According to a Platts report published on July 16, Bangladesh is in advanced discussions with OQT for an FSRU with a capacity of 4.50 million metric tons per annum in Moheshkhali. The proposed project, targeted for implementation by 2027, is considered crucial to address the country's dwindling gas reserves and the increasing demand for LNG imports.
While the expansion of LNG infrastructure is widely acknowledged as urgent and necessary, proceeding with such a high-value and strategic project without any tender process has raised concerns. The Chairman of Petrobangla stated in an interview with Platts that OQT's proposal is being given serious consideration and could play a vital role in enhancing LNG import capacity. He also emphasized the critical need to strengthen LNG import capabilities.
However, the main cause for concern is that OQT is not an experienced entity in this sector. It is primarily a commodity trading company and lacks prior experience in FSRU implementation or operation. The very consideration of a direct deal with such an inexperienced firm has fueled criticism.
Critics argue that this potential direct deal with OQT could violate the government's own policies. Earlier this year, the interim government repealed the Speedy Supply of Electricity and Energy (Special Provisions) Act, 2010, which for a long time allowed fast-track and non-tendered procurement in the energy sector. Many saw the repeal of this law as a significant step towards re-establishing competitive bidding and accountability in the infrastructure sector.
An energy sector analyst, who wished to remain anonymous, commented that if the government signs a direct agreement with OQT without a formal tender, it would effectively nullify the very purpose of repealing the special law. He stated, "This will not only harm transparency but also set a dangerous precedent for future large projects."

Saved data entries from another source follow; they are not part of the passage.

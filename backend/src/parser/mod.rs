//! File decoder: delimited text, spreadsheets and JSON records into tables.
//!
//! Delimited text goes through encoding and delimiter auto-detection.
//! Every decoder hands its raw header and rows to
//! [`crate::codec::table_from_raw`], so the result is always a valid
//! [`Table`] even for ragged input or duplicate header names.
//!
//! # Example
//!
//! ```rust,ignore
//! use sheetjoin::parser::{decode_file, DecodeOptions};
//!
//! let decoded = decode_file("customers.csv", &DecodeOptions::default())?;
//! println!("Encoding: {:?}, delimiter: {:?}", decoded.encoding, decoded.delimiter);
//! for sheet in &decoded.sheets {
//!     println!("{}: {} rows", sheet.name, sheet.table.len());
//! }
//! ```

pub mod records;
pub mod spreadsheet;

use serde::Serialize;
use std::fmt;
use std::path::Path;

use crate::codec::{generated_header, table_from_raw};
use crate::error::{DecodeError, DecodeResult};
use crate::join::NamedTable;
use crate::models::{Cell, Row, Table};

/// Options shared by all decoders.
#[derive(Debug, Clone)]
pub struct DecodeOptions {
    /// First row holds column names. When false, `col_1..col_N` are
    /// generated and the first row is kept as data.
    pub has_header: bool,
    /// Delimiter for text input; detected when `None`.
    pub delimiter: Option<char>,
}

impl Default for DecodeOptions {
    fn default() -> Self {
        Self {
            has_header: true,
            delimiter: None,
        }
    }
}

#[derive(Debug, Clone, Copy, PartialEq, Eq, Serialize)]
#[serde(rename_all = "lowercase")]
pub enum SourceFormat {
    Csv,
    Spreadsheet,
    Json,
}

impl SourceFormat {
    /// Format implied by a file extension.
    pub fn from_path(path: &Path) -> DecodeResult<Self> {
        let ext = path
            .extension()
            .and_then(|e| e.to_str())
            .map(|e| e.to_lowercase())
            .unwrap_or_default();
        match ext.as_str() {
            "csv" | "tsv" | "txt" => Ok(SourceFormat::Csv),
            "xlsx" | "xlsm" | "xlsb" | "xls" | "ods" => Ok(SourceFormat::Spreadsheet),
            "json" => Ok(SourceFormat::Json),
            _ => Err(DecodeError::UnsupportedFormat(path.display().to_string())),
        }
    }
}

impl fmt::Display for SourceFormat {
    fn fmt(&self, f: &mut fmt::Formatter<'_>) -> fmt::Result {
        f.write_str(match self {
            SourceFormat::Csv => "csv",
            SourceFormat::Spreadsheet => "spreadsheet",
            SourceFormat::Json => "json",
        })
    }
}

/// Decoded file with detection metadata.
#[derive(Debug, Clone)]
pub struct DecodedFile {
    pub format: SourceFormat,
    /// One entry for text and JSON input, one per worksheet for spreadsheets.
    pub sheets: Vec<NamedTable>,
    /// Detected or used encoding (text input only).
    pub encoding: Option<String>,
    /// Detected or used delimiter (text input only).
    pub delimiter: Option<char>,
}

impl DecodedFile {
    /// The first sheet, or the one named `name`.
    pub fn sheet(&self, name: Option<&str>) -> DecodeResult<&NamedTable> {
        match name {
            Some(name) => self
                .sheets
                .iter()
                .find(|s| s.name == name)
                .ok_or_else(|| DecodeError::SheetNotFound(name.to_string())),
            None => self.sheets.first().ok_or(DecodeError::EmptyInput),
        }
    }

    pub fn into_table(self, name: Option<&str>) -> DecodeResult<Table> {
        let index = match name {
            Some(name) => self
                .sheets
                .iter()
                .position(|s| s.name == name)
                .ok_or_else(|| DecodeError::SheetNotFound(name.to_string()))?,
            None => 0,
        };
        self.sheets
            .into_iter()
            .nth(index)
            .map(|s| s.table)
            .ok_or(DecodeError::EmptyInput)
    }
}

// =============================================================================
// Encoding & delimiter detection
// =============================================================================

/// Detect the encoding of raw bytes using chardet
pub fn detect_encoding(bytes: &[u8]) -> String {
    let result = chardet::detect(bytes);
    let charset = result.0;

    match charset.to_lowercase().as_str() {
        "ascii" | "utf-8" | "utf8" | "" => "utf-8".to_string(),
        "iso-8859-1" | "iso-8859-15" | "latin-1" | "latin1" => "iso-8859-1".to_string(),
        "windows-1252" | "cp1252" => "windows-1252".to_string(),
        other => other.to_string(),
    }
}

/// Decode bytes to a string. Unknown encodings fall back to lossy UTF-8.
pub fn decode_content(bytes: &[u8], encoding: &str) -> String {
    let bytes = bytes.strip_prefix(b"\xEF\xBB\xBF").unwrap_or(bytes);
    match encoding.to_lowercase().as_str() {
        "iso-8859-1" | "latin-1" | "latin1" => encoding_rs::ISO_8859_15.decode(bytes).0.into_owned(),
        "windows-1252" | "cp1252" => encoding_rs::WINDOWS_1252.decode(bytes).0.into_owned(),
        _ => String::from_utf8_lossy(bytes).into_owned(),
    }
}

/// Detect the delimiter by counting occurrences in the first line
pub fn detect_delimiter(content: &str) -> char {
    let first_line = content.lines().next().unwrap_or("");

    let separators = [';', ',', '\t', '|'];
    let mut best_sep = ',';
    let mut best_count = 0;

    for &sep in &separators {
        let count = first_line.matches(sep).count();
        if count > best_count {
            best_count = count;
            best_sep = sep;
        }
    }

    best_sep
}

// =============================================================================
// Decoders
// =============================================================================

/// Decode delimited text.
pub fn decode_text(content: &str, delimiter: char, has_header: bool) -> DecodeResult<Table> {
    if !delimiter.is_ascii() {
        return Err(DecodeError::UnsupportedFormat(format!(
            "non-ASCII delimiter '{}'",
            delimiter
        )));
    }
    let delimiter = delimiter as u8;

    let mut reader = csv::ReaderBuilder::new()
        .has_headers(false)
        .flexible(true)
        .delimiter(delimiter)
        .from_reader(content.as_bytes());

    let mut raw: Vec<Row> = Vec::new();
    for record in reader.records() {
        let record = record.map_err(|e| DecodeError::Csv {
            line: e.position().map(|p| p.line()).unwrap_or(0),
            message: e.to_string(),
        })?;
        if record.iter().all(|field| field.trim().is_empty()) {
            continue;
        }
        raw.push(record.iter().map(Cell::text).collect());
    }

    raw_to_table(raw, has_header)
}

/// Decode delimited text bytes with auto-detection.
pub fn decode_csv_bytes(bytes: &[u8], options: &DecodeOptions) -> DecodeResult<DecodedFile> {
    let encoding = detect_encoding(bytes);
    let content = decode_content(bytes, &encoding);
    let delimiter = options.delimiter.unwrap_or_else(|| detect_delimiter(&content));
    let table = decode_text(&content, delimiter, options.has_header)?;

    Ok(DecodedFile {
        format: SourceFormat::Csv,
        sheets: vec![NamedTable::new("data", table)],
        encoding: Some(encoding),
        delimiter: Some(delimiter),
    })
}

/// Decode bytes whose format is known.
pub fn decode_bytes(bytes: &[u8], format: SourceFormat, options: &DecodeOptions) -> DecodeResult<DecodedFile> {
    match format {
        SourceFormat::Csv => decode_csv_bytes(bytes, options),
        SourceFormat::Spreadsheet => Ok(DecodedFile {
            format,
            sheets: spreadsheet::decode_xlsx_bytes(bytes, options.has_header)?,
            encoding: None,
            delimiter: None,
        }),
        SourceFormat::Json => Ok(DecodedFile {
            format,
            sheets: vec![NamedTable::new("data", records::decode_records(bytes)?)],
            encoding: None,
            delimiter: None,
        }),
    }
}

/// Decode a file, choosing the decoder from its extension.
pub fn decode_file<P: AsRef<Path>>(path: P, options: &DecodeOptions) -> DecodeResult<DecodedFile> {
    let path = path.as_ref();
    let format = SourceFormat::from_path(path)?;

    match format {
        SourceFormat::Spreadsheet => Ok(DecodedFile {
            format,
            sheets: spreadsheet::decode_workbook(path, options.has_header)?,
            encoding: None,
            delimiter: None,
        }),
        _ => {
            let bytes = std::fs::read(path)?;
            let mut decoded = decode_bytes(&bytes, format, options)?;
            if let Some(stem) = path.file_stem().and_then(|s| s.to_str()) {
                for sheet in &mut decoded.sheets {
                    sheet.name = stem.to_string();
                }
            }
            Ok(decoded)
        }
    }
}

/// Split raw rows into header and data.
pub(crate) fn raw_to_table(mut raw: Vec<Row>, has_header: bool) -> DecodeResult<Table> {
    if raw.is_empty() {
        return Err(DecodeError::EmptyInput);
    }

    if has_header {
        let header = raw
            .remove(0)
            .iter()
            .map(|c| c.as_string().trim().to_string())
            .collect();
        Ok(table_from_raw(header, raw))
    } else {
        let width = raw.iter().map(Vec::len).max().unwrap_or(0);
        Ok(table_from_raw(generated_header(width), raw))
    }
}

A Dhaka-based energy law expert further clarified, "Such backdoor discussions—especially with a comparatively inexperienced trading firm—not only disregard the country's existing regulatory framework but also deprive the public of cost savings and innovation opportunities achievable through a competitive tender process."
Experts believe that if this deal is indeed finalized without a tender, it will cast a significant shadow over the government's commitment to transparency and good governance.